----- Provided records -----

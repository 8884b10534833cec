//! The state document: a tree of tagged sum nodes (object | array | scalar |
//! measurement) rather than a dynamic `serde_json::Value` tree, so that path
//! resolution and patch application share one pattern match and strictly
//! typed measurement records get a distinct node kind instead of an
//! ad hoc map shape.

use std::collections::BTreeMap;

use relay_types::Measurement;
use serde::Serialize;
use thiserror::Error;

#[derive(Debug, Clone, PartialEq, Serialize)]
#[serde(untagged)]
pub enum Node {
    Object(BTreeMap<String, Node>),
    Array(Vec<Node>),
    Scalar(serde_json::Value),
    Measurement(Measurement),
}

impl Node {
    pub fn empty_object() -> Self {
        Node::Object(BTreeMap::new())
    }

    pub fn to_json(&self) -> serde_json::Value {
        match self {
            Node::Object(map) => {
                serde_json::Value::Object(map.iter().map(|(k, v)| (k.clone(), v.to_json())).collect())
            }
            Node::Array(items) => serde_json::Value::Array(items.iter().map(Node::to_json).collect()),
            Node::Scalar(value) => value.clone(),
            Node::Measurement(m) => serde_json::to_value(m).unwrap_or(serde_json::Value::Null),
        }
    }

    pub fn from_json(value: serde_json::Value) -> Self {
        match value {
            serde_json::Value::Object(map) => {
                if let Ok(m) = serde_json::from_value::<Measurement>(serde_json::Value::Object(map.clone())) {
                    return Node::Measurement(m);
                }
                Node::Object(map.into_iter().map(|(k, v)| (k, Node::from_json(v))).collect())
            }
            serde_json::Value::Array(items) => Node::Array(items.into_iter().map(Node::from_json).collect()),
            other => Node::Scalar(other),
        }
    }
}

#[derive(Debug, Error, PartialEq)]
pub enum DocError {
    #[error("path not found: {0}")]
    PathNotFound(String),
    #[error("invalid array index in path: {0}")]
    InvalidIndex(String),
    #[error("path does not address a container: {0}")]
    NotAContainer(String),
}

/// Splits `/a/b/c` into `["a", "b", "c"]`. The empty path (root) is `[]`.
pub fn split_path(path: &str) -> Vec<&str> {
    path.trim_start_matches('/').split('/').filter(|s| !s.is_empty()).collect()
}

pub struct Document {
    pub root: Node,
}

impl Default for Document {
    fn default() -> Self {
        Self { root: Node::empty_object() }
    }
}

impl Document {
    pub fn get(&self, path: &str) -> Option<&Node> {
        let segments = split_path(path);
        let mut current = &self.root;
        for seg in segments {
            current = index_into(current, seg)?;
        }
        Some(current)
    }

    /// `add`: creates intermediate objects as needed along the path.
    pub fn add(&mut self, path: &str, value: Node) -> Result<(), DocError> {
        let segments = split_path(path);
        if segments.is_empty() {
            self.root = value;
            return Ok(());
        }
        let (parent_segments, last) = segments.split_at(segments.len() - 1);
        let parent = ensure_object_path(&mut self.root, parent_segments)?;
        set_child(parent, last[0], value)
    }

    /// `replace`: fails with `PathNotFound` if the parent path does not exist.
    pub fn replace(&mut self, path: &str, value: Node) -> Result<(), DocError> {
        let segments = split_path(path);
        if segments.is_empty() {
            self.root = value;
            return Ok(());
        }
        let (parent_segments, last) = segments.split_at(segments.len() - 1);
        let parent = index_into_mut(&mut self.root, parent_segments)
            .ok_or_else(|| DocError::PathNotFound(path.to_string()))?;
        set_child(parent, last[0], value)
    }

    pub fn remove(&mut self, path: &str) -> Result<(), DocError> {
        let segments = split_path(path);
        if segments.is_empty() {
            self.root = Node::empty_object();
            return Ok(());
        }
        let (parent_segments, last) = segments.split_at(segments.len() - 1);
        let parent = index_into_mut(&mut self.root, parent_segments)
            .ok_or_else(|| DocError::PathNotFound(path.to_string()))?;
        remove_child(parent, last[0])
    }

    pub fn to_json(&self) -> serde_json::Value {
        self.root.to_json()
    }
}

fn index_into<'a>(node: &'a Node, segment: &str) -> Option<&'a Node> {
    match node {
        Node::Object(map) => map.get(segment),
        Node::Array(items) => segment.parse::<usize>().ok().and_then(|i| items.get(i)),
        _ => None,
    }
}

fn index_into_mut<'a>(root: &'a mut Node, segments: &[&str]) -> Option<&'a mut Node> {
    let mut current = root;
    for seg in segments {
        current = match current {
            Node::Object(map) => map.get_mut(*seg)?,
            Node::Array(items) => items.get_mut(seg.parse::<usize>().ok()?)?,
            _ => return None,
        };
    }
    Some(current)
}

fn ensure_object_path<'a>(root: &'a mut Node, segments: &[&str]) -> Result<&'a mut Node, DocError> {
    let mut current = root;
    for seg in segments {
        if matches!(current, Node::Scalar(_) | Node::Measurement(_)) {
            return Err(DocError::NotAContainer(seg.to_string()));
        }
        if let Node::Object(_) = current {
        } else if matches!(current, Node::Array(_)) {
            // Arrays are addressed by index, not auto-vivified by add.
            return Err(DocError::InvalidIndex(seg.to_string()));
        }
        let map = match current {
            Node::Object(map) => map,
            _ => unreachable!(),
        };
        current = map.entry(seg.to_string()).or_insert_with(Node::empty_object);
    }
    Ok(current)
}

fn set_child(parent: &mut Node, key: &str, value: Node) -> Result<(), DocError> {
    match parent {
        Node::Object(map) => {
            map.insert(key.to_string(), value);
            Ok(())
        }
        Node::Array(items) => {
            if key == "-" {
                items.push(value);
                return Ok(());
            }
            let idx: usize = key.parse().map_err(|_| DocError::InvalidIndex(key.to_string()))?;
            if idx == items.len() {
                items.push(value);
            } else if idx < items.len() {
                items[idx] = value;
            } else {
                return Err(DocError::InvalidIndex(key.to_string()));
            }
            Ok(())
        }
        _ => Err(DocError::NotAContainer(key.to_string())),
    }
}

fn remove_child(parent: &mut Node, key: &str) -> Result<(), DocError> {
    match parent {
        Node::Object(map) => {
            map.remove(key).map(|_| ()).ok_or_else(|| DocError::PathNotFound(key.to_string()))
        }
        Node::Array(items) => {
            let idx: usize = key.parse().map_err(|_| DocError::InvalidIndex(key.to_string()))?;
            if idx < items.len() {
                items.remove(idx);
                Ok(())
            } else {
                Err(DocError::InvalidIndex(key.to_string()))
            }
        }
        _ => Err(DocError::NotAContainer(key.to_string())),
    }
}

#[cfg(test)]
mod tests {
    use super::*;

    #[test]
    fn add_creates_intermediate_objects() {
        let mut doc = Document::default();
        doc.add("/navigation/position", Node::Scalar(serde_json::json!({"lat": 1.0}))).unwrap();
        assert_eq!(doc.get("/navigation/position").unwrap().to_json(), serde_json::json!({"lat": 1.0}));
    }

    #[test]
    fn replace_missing_parent_fails() {
        let mut doc = Document::default();
        let err = doc.replace("/navigation/position", Node::Scalar(serde_json::json!(1))).unwrap_err();
        assert_eq!(err, DocError::PathNotFound("/navigation/position".to_string()));
    }

    #[test]
    fn remove_missing_path_fails() {
        let mut doc = Document::default();
        doc.add("/alerts", Node::empty_object()).unwrap();
        let err = doc.remove("/alerts/active").unwrap_err();
        assert_eq!(err, DocError::PathNotFound("active".to_string()));
    }

    #[test]
    fn array_index_replace_and_out_of_bounds() {
        let mut doc = Document::default();
        doc.add("/alerts/active", Node::Array(vec![])).unwrap();
        doc.add("/alerts/active/0", Node::Scalar(serde_json::json!("a"))).unwrap();
        doc.replace("/alerts/active/0", Node::Scalar(serde_json::json!("b"))).unwrap();
        assert_eq!(doc.get("/alerts/active/0").unwrap().to_json(), serde_json::json!("b"));
        let err = doc.replace("/alerts/active/5", Node::Scalar(serde_json::json!("c"))).unwrap_err();
        assert_eq!(err, DocError::InvalidIndex("5".to_string()));
    }
}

-----

# What to work on:
Give only the number of lines in the entries above that contain the string "impl".

# Problem solution:
3